When I was doing my homework in probability, I encounter this question.
"The weather is raining 70% of the time. There are two people that provide weather forecast, A and B, which their prediction are wrong 10% and 40% respectively. Their predictions performance is independent. Given A predict it will rain and B predict it will not, find the probability that the weather is raining."
I can divide the situation into 4 case, which are ‘both A and B are right’, ‘A is right and B is wrong’, ‘A is wrong and B is right’ and ‘both A and B are wrong’, and then use P(A is right and B is wrong) as the answer. This computation is rather simple, but I think I should not ignore ‘the weather is raining 70% of the time’ in the calculation.

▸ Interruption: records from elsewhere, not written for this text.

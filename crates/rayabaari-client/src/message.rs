use chrono::{DateTime, Utc};

use rayabaari_crypto::Codec;
use rayabaari_types::{Attachment, MessageId, MessageRow, ReactionRow};

/// Quote text for a reply whose target has no text.
pub const ATTACHMENT_PREVIEW: &str = "📎 Attachment";

/// A decrypted message as the view sees it.
#[derive(Debug, Clone, PartialEq)]
pub struct Message {
    pub id: MessageId,
    pub room_key: String,
    pub author: String,
    /// Plaintext. Empty for attachment-only messages.
    pub content: String,
    pub attachment: Option<Attachment>,
    pub reply_to: Option<MessageId>,
    pub edited: bool,
    pub created_at: DateTime<Utc>,
    pub reactions: Vec<ReactionRow>,
}

impl Message {
    pub fn from_row(row: MessageRow, codec: &Codec) -> Self {
        let attachment = row.attachment();
        let content = codec.decrypt(&row.content);

        let mut reactions: Vec<ReactionRow> = Vec::with_capacity(row.reactions.len());
        for reaction in row.reactions {
            if !reactions.contains(&reaction) {
                reactions.push(reaction);
            }
        }

        Self {
            id: row.id,
            room_key: row.room_key,
            author: row.author,
            content,
            attachment,
            reply_to: row.reply_to,
            edited: row.edited,
            created_at: row.created_at,
            reactions,
        }
    }

    pub fn is_attachment_only(&self) -> bool {
        self.content.is_empty() && self.attachment.is_some()
    }

    /// One-line preview used when quoting this message.
    pub fn preview(&self) -> &str {
        if self.content.is_empty() {
            ATTACHMENT_PREVIEW
        } else {
            &self.content
        }
    }
}

/// What a reply renders above its own body.
#[derive(Debug, Clone, PartialEq, Eq)]
pub enum ReplyPreview {
    Quote { author: String, text: String },
    /// Target deleted, or older than the loaded history.
    Deleted,
}

impl ReplyPreview {
    pub fn resolve(messages: &[Message], target: &MessageId) -> Self {
        match messages.iter().find(|m| &m.id == target) {
            Some(m) => Self::Quote {
                author: m.author.clone(),
                text: m.preview().to_string(),
            },
            None => Self::Deleted,
        }
    }
}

Can anyone please tell me if I am missing something in the calculation. This question is related to the topic of conditional probability, total probability theorem, Bayes’ Rule and independence. Thank you.

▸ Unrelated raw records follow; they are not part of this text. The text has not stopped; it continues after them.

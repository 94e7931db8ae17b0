pub(crate) mod drinks;

use crate::state::AppState;
use axum::Router;

/// Combines all API routes into a single router
pub(super) fn router(state: &AppState) -> Router<AppState> {
    Router::new().merge(drinks::router(state))
}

Let $R$ be the event it rains, $A$ and $B$ be the events that $A$ and $B$ predict it rains. We want $P(R|\,A\cap B^c)$, which you can use Baye's rule to find: $$ P(R|\,A\cap B^c) = \frac{P(A\cap B^c|R)\cdot P(R)}{P(A\cap B^c)}\\ \qquad\qquad\qquad\qquad\qquad\qquad\,\,\,\,\,\,\,\,\,=\frac{P(A\cap B^c|R)\cdot P(R)}{P(A\cap B^c|R)\cdot P(R)+P(A\cap B^c|R^c)\cdot P(R^c)} $$ You can now find each of the terms in the last expression.